Pouvez-vous nous présenter cette approche de la Sécurité Sociale de l’alimentation sur ce territoire ?
Les trois piliers de la SSA (universalité de l’accès, cotisation, conventionnement démocratique) auxquels aspire cette expérimentation ne peuvent être satisfaits à notre échelle. Mais nous pouvons :
• Assurer une mixité sociale pour les bénéficiaires (genre, âge) ;
• Organiser les cotisations comme pour une mutuelle classique en complétant les fonds pour les personnes en situation de précarité ;
• Mettre en œuvre la démocratie alimentaire.
Nous menons pour cela deux actions :
• Une Action – Recherche prépare les conditions économiques pour lancer le projet de SSA avec une démarche entrepreneuriale. Il s’agit de définir le modèle économique, le prototypage et les coopérations nécessaires. Les cotisations seront levées selon le principe « chacun cotise selon ses moyens et bénéficie en fonction de ses besoins ».
Pour les personnes en situation de précarité, les CCAS abondent ainsi que des fonds publics autres et des entreprises dans le cadre de leur RSE, dans l’intérêt de leurs collaborateurs. Nous portons aussi un plaidoyer pour un droit à l’alimentation.

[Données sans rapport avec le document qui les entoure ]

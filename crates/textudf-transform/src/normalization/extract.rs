//! Character-class extraction.

/// Concatenate every ASCII digit run in order of appearance.
///
/// Returns `None` when the value contains no digits.
///
/// # Examples
///
/// ```
/// use textudf_transform::normalization::extract_numbers;
///
/// assert_eq!(extract_numbers("Order123Items456").as_deref(), Some("123456"));
/// assert_eq!(extract_numbers("no digits"), None);
/// ```
pub fn extract_numbers(value: &str) -> Option<String> {
    let digits: String = value.chars().filter(char::is_ascii_digit).collect();
    (!digits.is_empty()).then_some(digits)
}

/// Keep only ASCII letters.
pub fn extract_letters(value: &str) -> String {
    value.chars().filter(char::is_ascii_alphabetic).collect()
}

/// Keep ASCII letters, ASCII digits, and whitespace.
pub fn remove_special(value: &str) -> String {
    value
        .chars()
        .filter(|ch| ch.is_ascii_alphanumeric() || ch.is_whitespace())
        .collect()
}

#[cfg(test)]
mod tests {
    use super::*;

    #[test]
    fn remove_special_keeps_unicode_whitespace() {
        assert_eq!(remove_special("a\u{A0}b!"), "a\u{A0}b");
        assert_eq!(remove_special("tab\there?"), "tab\there");
    }
}
//! Word-set similarity.

use std::collections::HashSet;

use crate::tokenize::words;

/// Jaccard similarity (intersection over union) of two texts' word sets.
///
/// Returns a value in `0.0..=1.0`; `0.0` when either text is empty or
/// neither contains any words.
///
/// # Examples
///
/// ```
/// use textudf_analytics::similarity;
///
/// assert_eq!(similarity("hello world", "hello earth"), 1.0 / 3.0);
/// assert_eq!(similarity("Same Words", "words same"), 1.0);
/// ```
pub fn similarity(a: &str, b: &str) -> f64 {
    if a.is_empty() || b.is_empty() {
        return 0.0;
    }
    let left: HashSet<String> = words(a).into_iter().collect();
    let right: HashSet<String> = words(b).into_iter().collect();
    let union = left.union(&right).count();
    if union == 0 {
        return 0.0;
    }
    let intersection = left.intersection(&right).count();
    intersection as f64 / union as f64
}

• Une Recherche - Action vise à identifier concrètement, par le biais de la démocratie alimentaire, les divers enjeux auxquels doit répondre le projet : ces enjeux se situent aux niveaux des individus et du système alimentaire lui-même. Au niveau des individus, l’alimentation doit répondre aux besoins physiques, physiologiques (valeurs nutritionnelles, qualités organoleptiques) ; à leurs besoins sociaux (repas avec la famille, les amis, les collègues) ; au respect des singularités (convictions, préférences culturelles).
Au niveau global et systémique, l’alimentation fait partie d’une trame en lien avec le monde agricole mais aussi la transformation des aliments, le stockage, la distribution voire la prévention et la gestion des déchets. Ce programme de Recherche – Action pense le rôle de la démocratie alimentaire comme levier de transformation du système alimentaire en un commun, dont les missions sont aussi l’habitabilité de la Terre, l’équité sociale et la protection des droits humains.

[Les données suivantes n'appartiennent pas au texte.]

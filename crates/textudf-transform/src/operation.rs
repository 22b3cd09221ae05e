//! Operation identifiers accepted by the two-argument UDF form.

use serde::{Deserialize, Serialize};
use std::fmt;
use std::str::FromStr;

use crate::error::OperationError;

/// A string transform selected by name.
///
/// Names are matched case-insensitively; surrounding whitespace is not
/// stripped, so `" upper"` is not a recognized operation.
#[derive(Debug, Clone, Copy, PartialEq, Eq, Hash, Serialize, Deserialize)]
#[serde(rename_all = "snake_case")]
pub enum Operation {
    /// Collapse whitespace, trim, and title-case every word.
    Clean,
    Upper,
    Lower,
    /// Concatenate every ASCII digit run.
    ExtractNumbers,
    /// Keep only ASCII letters.
    ExtractLetters,
    MaskEmail,
    MaskPhone,
    ValidateEmail,
    ValidatePhone,
    /// Keep ASCII alphanumerics and whitespace.
    RemoveSpecial,
    Slug,
    Initials,
    Reverse,
    WordCount,
    CharCount,
}

impl Operation {
    /// Every operation, in the order they are documented.
    pub const ALL: [Operation; 15] = [
        Operation::Clean,
        Operation::Upper,
        Operation::Lower,
        Operation::ExtractNumbers,
        Operation::ExtractLetters,
        Operation::MaskEmail,
        Operation::MaskPhone,
        Operation::ValidateEmail,
        Operation::ValidatePhone,
        Operation::RemoveSpecial,
        Operation::Slug,
        Operation::Initials,
        Operation::Reverse,
        Operation::WordCount,
        Operation::CharCount,
    ];

    /// Returns the canonical (lowercase) operation name.
    pub fn as_str(&self) -> &'static str {
        match self {
            Operation::Clean => "clean",
            Operation::Upper => "upper",
            Operation::Lower => "lower",
            Operation::ExtractNumbers => "extract_numbers",
            Operation::ExtractLetters => "extract_letters",
            Operation::MaskEmail => "mask_email",
            Operation::MaskPhone => "mask_phone",
            Operation::ValidateEmail => "validate_email",
            Operation::ValidatePhone => "validate_phone",
            Operation::RemoveSpecial => "remove_special",
            Operation::Slug => "slug",
            Operation::Initials => "initials",
            Operation::Reverse => "reverse",
            Operation::WordCount => "word_count",
            Operation::CharCount => "char_count",
        }
    }

    /// One-line description for help output.
    pub fn description(&self) -> &'static str {
        match self {
            Operation::Clean => "Collapse whitespace, trim, and title-case each word",
            Operation::Upper => "Convert to upper case",
            Operation::Lower => "Convert to lower case",
            Operation::ExtractNumbers => "Concatenate all digit runs (NULL when none)",
            Operation::ExtractLetters => "Keep only ASCII letters",
            Operation::MaskEmail => "Mask the local part and first domain label of an email",
            Operation::MaskPhone => "Mask all but the last four digits of a phone number",
            Operation::ValidateEmail => "Return 'valid' or 'invalid' for an email address",
            Operation::ValidatePhone => "Return 'valid' or 'invalid' for a phone number",
            Operation::RemoveSpecial => "Remove everything except letters, digits, and whitespace",
            Operation::Slug => "Build a lowercase, hyphen-delimited URL slug",
            Operation::Initials => "Upper-cased first character of each word",
            Operation::Reverse => "Reverse character order",
            Operation::WordCount => "Number of whitespace-delimited words",
            Operation::CharCount => "Number of characters, whitespace included",
        }
    }
}

impl fmt::Display for Operation {
    fn fmt(&self, f: &mut fmt::Formatter<'_>) -> fmt::Result {
        write!(f, "{}", self.as_str())
    }
}

impl FromStr for Operation {
    type Err = OperationError;

    fn from_str(s: &str) -> Result<Self, Self::Err> {
        let normalized = s.to_lowercase();
        Operation::ALL
            .into_iter()
            .find(|op| op.as_str() == normalized)
            .ok_or_else(|| OperationError::Unknown {
                name: s.to_string(),
            })
    }
}

#[cfg(test)]
mod tests {
    use super::*;

    #[test]
    fn parses_case_insensitively() {
        assert_eq!("UPPER".parse::<Operation>(), Ok(Operation::Upper));
        assert_eq!("Mask_Email".parse::<Operation>(), Ok(Operation::MaskEmail));
        assert_eq!("slug".parse::<Operation>(), Ok(Operation::Slug));
    }

    #[test]
    fn rejects_unknown_and_padded_names() {
        assert_eq!(
            "titlecase".parse::<Operation>(),
            Err(OperationError::Unknown {
                name: "titlecase".to_string()
            })
        );
        assert!(" upper".parse::<Operation>().is_err());
        assert!("".parse::<Operation>().is_err());
    }

    #[test]
    fn names_round_trip_through_display() {
        for op in Operation::ALL {
            assert_eq!(op.to_string().parse::<Operation>(), Ok(op));
        }
    }

    #[test]
    fn serializes_as_snake_case_name() {
        assert_eq!(
            serde_json::to_string(&Operation::ExtractNumbers).unwrap(),
            "\"extract_numbers\""
        );
        for op in Operation::ALL {
            let json = serde_json::to_string(&op).unwrap();
            assert_eq!(json, format!("\"{}\"", op.as_str()));
            assert_eq!(serde_json::from_str::<Operation>(&json).unwrap(), op);
        }
    }
}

La démocratie alimentaire est essentielle car elle fait le lien entre la transformation du territoire, l’aménagement des paysages alimentaires, la justice sociale : comment les mangeurs se saisissent de ces questions ? Comment gérer les ressources de cette biorégion, comme l’eau sur le Rhin supérieur ? Comment les agencements marchands assurent le développement de filières alimentaires durables, et en particulier comment la normativité comptable – le modèle C.A.R.E. – peut y contribuer ? Tout en construisant un droit à l’alimentation.
A travers ce séminaire, des chercheurs partageront les résultats de recherche sur le cycle de l’eau, la vie des sols, la santé humaine ; des ingénieurs questionneront la transition énergétique, les enjeux de transport, de mobilité, et il s’agit aussi de valoriser des savoirs non académiques... tout en reconnaissant l’égale dignité entre ces savoirs.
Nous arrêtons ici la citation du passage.